Star Trek: Insurrection (1998) – And now we’ve gone back to mining old episodes for under-explored ideas (or maybe just story concepts that they hope we won’t remember having seen before). In this case, take the premise of the 7th season “Journey’s End,” in which Picard is tasked with moving a colony of Native Americans for diplomatic reasons… but this time, put Picard in full “tired of this crap” mode.
And then, in a twist, let’s just imagine that the 6th season episode “Rascals,” in which the crew accidentally discovers the Fountain of Youth and works hard to reverse it, never happened, because this time out they’ve discovered another Fountain of Youth, and it’s really really important.
This movie shows how much the character of Star Trek had changed since the original series. Kirk and company encountered and clashed with “stagnant” cultures and civilizations at least three times (and that was a subplot at least three other times). Back then, ideas of progress and advancement were the ultimate ideal. Now, the intentionally non-technological agrarian society of the Ba’Ku (complete with that incredibly idealized picture of farm life that can only come from an urbanized mind) is shown as the path to fulfillment.
Monster on the Campus (1958) – Let’s get one thing straight here: There is no “force of evolution” that certain organisms like the coelacanth could mysteriously and uniquely “resist.” Coelacanths, horseshoe crabs, and other “living fossils” have stayed pretty much the same for millions of years simply because there has been no reason to change; there has been no environmental factor that makes a variation to the “standard” genetic pattern more viable or able to survive. Yes, it’s a movie about a scientist who accidentally regresses to an ape-man because of gamma-irradiated coelacanth bodily fluids and terrorizes the campus, and that’s my sticking point.
Actually, given that this was a low-budget effort a full decade before Planet of the Apes, the full-face ape-man appliance is surprisingly good.
Also, Chrome’s built-in spellchecker doesn’t recognize “coelacanth.”
Spaceballs (1987) – Hadn’t seen this in at least twenty-five years. The humor is pretty much all sophomoric and obvious. And then my sixteen-year-old daughter wandered in and laughed. And kept laughing. And said, “These jokes are so bad,” but kept laughing and kept watching. And suddenly I felt very, very old. “Sophomoric” isn’t a pejorative, it’s an accurate description of the target demographic.
Abandoned movies:
Terrordactyl (2016) – After the pre-credits “random nobody gets munched by monster” scene, we get some character scenes… and more character scenes… and MORE… and I started to suspect that maybe the filmmakers forgot they were making a monster movie.
The Aftermath (1982) – Imagine the first ten minutes of Planet of the Apes, but they couldn’t afford either caveman or ape costumes, so instead they dressed everyone off the Goodwill rack. Also, imagine Charlton Heston was replaced with a random extra.

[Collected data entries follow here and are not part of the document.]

// Tab navigation coordination library entry point
// Exposes all modules so hosts can wire screens to them and tests can use them independently.

// Core modules
pub mod error;
pub mod settings;
pub mod storage;
mod runtime;

// Shared state
pub mod state;

// Pure logic modules (no UI toolkit imports)
pub mod modules;

#[cfg(test)]
pub(crate) mod test_support;

pub use error::StorageError;
pub use modules::navigation::{FocusFlag, NavigationEvents, NavigationHub, Subscription};
pub use modules::offset_tracker::OffsetTracker;
pub use modules::reselect::{refresh_action, ReselectCoordinator, ReselectOptions};
pub use modules::scroll::{ScrollRef, ScrollSurface};
pub use modules::tab_state::{ScrollPositionPreservation, TabStateOptions, TabStateStore};
pub use modules::tabs::TabBar;
pub use settings::{NearTopAction, ReselectConfig, Settings};
pub use state::{TabEvent, TabEventKind, TabStateBundle};
pub use storage::{FileStore, KeyValueStore, MemoryStore};
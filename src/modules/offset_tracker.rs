// Scroll offset recorder. Written on every scroll frame, read on tab reselect.

use std::sync::atomic::{AtomicU64, Ordering};
use std::sync::Arc;

use crate::state::ScrollOffset;

pub type OffsetAccessor = Arc<dyn Fn() -> ScrollOffset + Send + Sync>;
pub type ScrollCallback = Arc<dyn Fn(ScrollOffset) + Send + Sync>;

/// Single-slot cell holding the last observed offset, stored as `f64` bits.
#[derive(Debug, Default)]
struct OffsetCell(AtomicU64);

impl OffsetCell {
    fn store(&self, offset: ScrollOffset) {
        self.0.store(offset.to_bits(), Ordering::Relaxed);
    }

    fn load(&self) -> ScrollOffset {
        f64::from_bits(self.0.load(Ordering::Relaxed))
    }
}

/// Records the latest vertical offset of a list without touching any render state.
///
/// The closures handed out by [`accessor`](Self::accessor) and
/// [`scroll_callback`](Self::scroll_callback) are created once, so callers can cache them.
pub struct OffsetTracker {
    cell: Arc<OffsetCell>,
    accessor: OffsetAccessor,
    callback: ScrollCallback,
}

impl OffsetTracker {
    pub fn new() -> Self {
        let cell = Arc::new(OffsetCell::default());
        let read = cell.clone();
        let write = cell.clone();
        Self {
            cell,
            accessor: Arc::new(move || read.load()),
            callback: Arc::new(move |offset| write.store(offset)),
        }
    }

    pub fn on_scroll(&self, offset_y: ScrollOffset) {
        self.cell.store(offset_y);
    }

    pub fn offset(&self) -> ScrollOffset {
        self.cell.load()
    }

    pub fn accessor(&self) -> OffsetAccessor {
        self.accessor.clone()
    }

    pub fn scroll_callback(&self) -> ScrollCallback {
        self.callback.clone()
    }
}

impl Default for OffsetTracker {
    fn default() -> Self {
        Self::new()
    }
}
// Navigation event source: tab press signals in, reselect notifications out.
// Pure logic, no UI toolkit imports.

use parking_lot::Mutex;
use std::sync::atomic::{AtomicU64, Ordering};
use std::sync::{Arc, Weak};
use tokio::sync::watch;

use crate::state::{TabEvent, TabEventKind};

pub type Listener = Arc<dyn Fn(&TabEvent) + Send + Sync>;

pub trait NavigationEvents: Send + Sync {
    fn add_listener(&self, kind: TabEventKind, listener: Listener) -> Subscription;
    fn emit(&self, event: TabEvent);
}

/// Owned handle to a listener registration.
///
/// The unsubscribe action runs exactly once: on [`unsubscribe`](Self::unsubscribe)
/// or on drop, whichever comes first.
#[must_use = "dropping a Subscription detaches the listener"]
pub struct Subscription {
    cancel: Option<Box<dyn FnOnce() + Send>>,
}

impl Subscription {
    pub fn new(cancel: impl FnOnce() + Send + 'static) -> Self {
        Self {
            cancel: Some(Box::new(cancel)),
        }
    }

    pub fn unsubscribe(mut self) {
        self.cancel_now();
    }

    fn cancel_now(&mut self) {
        if let Some(cancel) = self.cancel.take() {
            cancel();
        }
    }
}

impl Drop for Subscription {
    fn drop(&mut self) {
        self.cancel_now();
    }
}

struct ListenerEntry {
    id: u64,
    kind: TabEventKind,
    listener: Listener,
}

#[derive(Default)]
struct HubInner {
    next_id: AtomicU64,
    listeners: Mutex<Vec<ListenerEntry>>,
}

/// In-process event hub shared by a tab navigator and its screens.
#[derive(Clone, Default)]
pub struct NavigationHub {
    inner: Arc<HubInner>,
}

impl NavigationHub {
    pub fn new() -> Self {
        Self::default()
    }

    pub fn listener_count(&self, kind: TabEventKind) -> usize {
        self.inner
            .listeners
            .lock()
            .iter()
            .filter(|e| e.kind == kind)
            .count()
    }
}

impl NavigationEvents for NavigationHub {
    fn add_listener(&self, kind: TabEventKind, listener: Listener) -> Subscription {
        let id = self.inner.next_id.fetch_add(1, Ordering::Relaxed);
        self.inner.listeners.lock().push(ListenerEntry { id, kind, listener });

        let hub: Weak<HubInner> = Arc::downgrade(&self.inner);
        Subscription::new(move || {
            if let Some(hub) = hub.upgrade() {
                hub.listeners.lock().retain(|e| e.id != id);
            }
        })
    }

    fn emit(&self, event: TabEvent) {
        // Snapshot first: listeners may emit or unsubscribe while we dispatch
        let targets: Vec<Listener> = self
            .inner
            .listeners
            .lock()
            .iter()
            .filter(|e| e.kind == event.kind)
            .map(|e| e.listener.clone())
            .collect();

        log::trace!("[Navigation] {:?} -> {} listener(s)", event, targets.len());
        for listener in targets {
            listener(&event);
        }
    }
}

/// Reactive "this screen is the focused tab" flag.
#[derive(Clone)]
pub struct FocusFlag {
    tx: Arc<watch::Sender<bool>>,
}

impl FocusFlag {
    pub fn new(focused: bool) -> Self {
        let (tx, _rx) = watch::channel(focused);
        Self { tx: Arc::new(tx) }
    }

    pub fn is_focused(&self) -> bool {
        *self.tx.borrow()
    }

    pub fn set(&self, focused: bool) {
        self.tx.send_if_modified(|current| {
            if *current == focused {
                false
            } else {
                *current = focused;
                true
            }
        });
    }

    pub fn subscribe(&self) -> watch::Receiver<bool> {
        self.tx.subscribe()
    }
}

impl Default for FocusFlag {
    fn default() -> Self {
        Self::new(false)
    }
}
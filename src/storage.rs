// Durable key-value stores used for tab state persistence.
// Values are opaque strings; TabStateStore puts JSON in them.

use async_trait::async_trait;
use dashmap::DashMap;
use std::io::ErrorKind;
use std::path::{Path, PathBuf};
use std::sync::atomic::{AtomicU64, Ordering};
use std::sync::Arc;

use crate::error::StorageError;

#[async_trait]
pub trait KeyValueStore: Send + Sync {
    async fn get_item(&self, key: &str) -> Result<Option<String>, StorageError>;
    async fn set_item(&self, key: &str, value: String) -> Result<(), StorageError>;
    async fn remove_item(&self, key: &str) -> Result<(), StorageError>;
}

/// In-process store. Contents are lost with the process.
#[derive(Debug, Default)]
pub struct MemoryStore {
    items: DashMap<String, String>,
}

impl MemoryStore {
    pub fn new() -> Self {
        Self::default()
    }

    pub fn len(&self) -> usize {
        self.items.len()
    }

    pub fn is_empty(&self) -> bool {
        self.items.is_empty()
    }
}

#[async_trait]
impl KeyValueStore for MemoryStore {
    async fn get_item(&self, key: &str) -> Result<Option<String>, StorageError> {
        Ok(self.items.get(key).map(|v| v.value().clone()))
    }

    async fn set_item(&self, key: &str, value: String) -> Result<(), StorageError> {
        self.items.insert(key.to_string(), value);
        Ok(())
    }

    async fn remove_item(&self, key: &str) -> Result<(), StorageError> {
        self.items.remove(key);
        Ok(())
    }
}

static TMP_SEQ: AtomicU64 = AtomicU64::new(0);

/// One JSON file per key under a directory. Writes to the same key are
/// serialized; clones share the per-key locks.
#[derive(Debug, Clone)]
pub struct FileStore {
    dir: PathBuf,
    write_locks: Arc<DashMap<String, Arc<tokio::sync::Mutex<()>>>>,
}

impl FileStore {
    pub fn new(dir: impl Into<PathBuf>) -> Self {
        Self {
            dir: dir.into(),
            write_locks: Arc::new(DashMap::new()),
        }
    }

    pub fn dir(&self) -> &Path {
        &self.dir
    }

    // Keys are URL-encoded so a tab name can never escape the directory.
    fn path_for(&self, key: &str) -> PathBuf {
        self.dir.join(format!("{}.json", urlencoding::encode(key)))
    }

    // Unique per write, so overlapping writers never share a temp file
    fn tmp_path_for(&self, key: &str) -> PathBuf {
        let seq = TMP_SEQ.fetch_add(1, Ordering::Relaxed);
        self.dir.join(format!(
            "{}.{}.{}.tmp",
            urlencoding::encode(key),
            std::process::id(),
            seq
        ))
    }

    fn write_lock(&self, key: &str) -> Arc<tokio::sync::Mutex<()>> {
        self.write_locks.entry(key.to_string()).or_default().clone()
    }
}

#[async_trait]
impl KeyValueStore for FileStore {
    async fn get_item(&self, key: &str) -> Result<Option<String>, StorageError> {
        match tokio::fs::read_to_string(self.path_for(key)).await {
            Ok(content) => Ok(Some(content)),
            Err(e) if e.kind() == ErrorKind::NotFound => Ok(None),
            Err(e) => Err(e.into()),
        }
    }

    async fn set_item(&self, key: &str, value: String) -> Result<(), StorageError> {
        let lock = self.write_lock(key);
        let _guard = lock.lock().await;

        let path = self.path_for(key);
        let tmp_path = self.tmp_path_for(key);

        tokio::fs::create_dir_all(&self.dir).await?;

        // Atomic write: tmp + rename, a crash never leaves a half-written file
        let written = match tokio::fs::write(&tmp_path, value).await {
            Ok(()) => tokio::fs::rename(&tmp_path, path).await,
            Err(e) => Err(e),
        };
        if let Err(e) = written {
            let _ = tokio::fs::remove_file(&tmp_path).await;
            return Err(e.into());
        }

        Ok(())
    }

    async fn remove_item(&self, key: &str) -> Result<(), StorageError> {
        let lock = self.write_lock(key);
        let _guard = lock.lock().await;

        match tokio::fs::remove_file(self.path_for(key)).await {
            Ok(()) => Ok(()),
            Err(e) if e.kind() == ErrorKind::NotFound => Ok(()),
            Err(e) => Err(e.into()),
        }
    }
}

And then, in a twist, let’s just imagine that the 6th season episode “Rascals,” in which the crew accidentally discovers the Fountain of Youth and works hard to reverse it, never happened,
To be fair, I think most of the fans imagine that “Rascals” never happened.
Though come to think of it, they also used the transporter to reverse aging in “Unnatural Selection” (granted, artificially induced aging, but I can’t think of any reason that the same technique wouldn’t work for natural aging, injury, or disease as well). I could swear there were also a bunch of other miracle cures used in one episode and then forgotten.
The curse of episodic TV. (The original series did it too, of course — everything from easy time travel to instant psychokinetic powers.)
Heh. Called it!
Seriously, though, “Rascals” was only half bad as episodes go; and the bad half was the implausible Ferengi takeover, not the Fountain of Youth part. Star Trek movies would have been a lot better if they’d used their big budgets to follow up on things like that from the TV episodes instead of ignoring them and pretending they never happened. Of course, if they did that with some things, like the “rejuvenatory transportation” discovered in that “Rascals” episode, that might lead to a lot of plot-breaking problems, sort of like when How It Should Have Ended put those super-long-range transporters and the death-curing “super blood” from Star Trek: Into Darkness to good use.
Let’s just say that “Rascals” was both-halves bad, but for different reasons: The rejuvenation was bad because it opened a huge society-changing kettle of worms that no one wanted to deal with so they ignored it, and the Ferengi plot was bad because it was the most embarrassing alien encounter since Pakleds came along.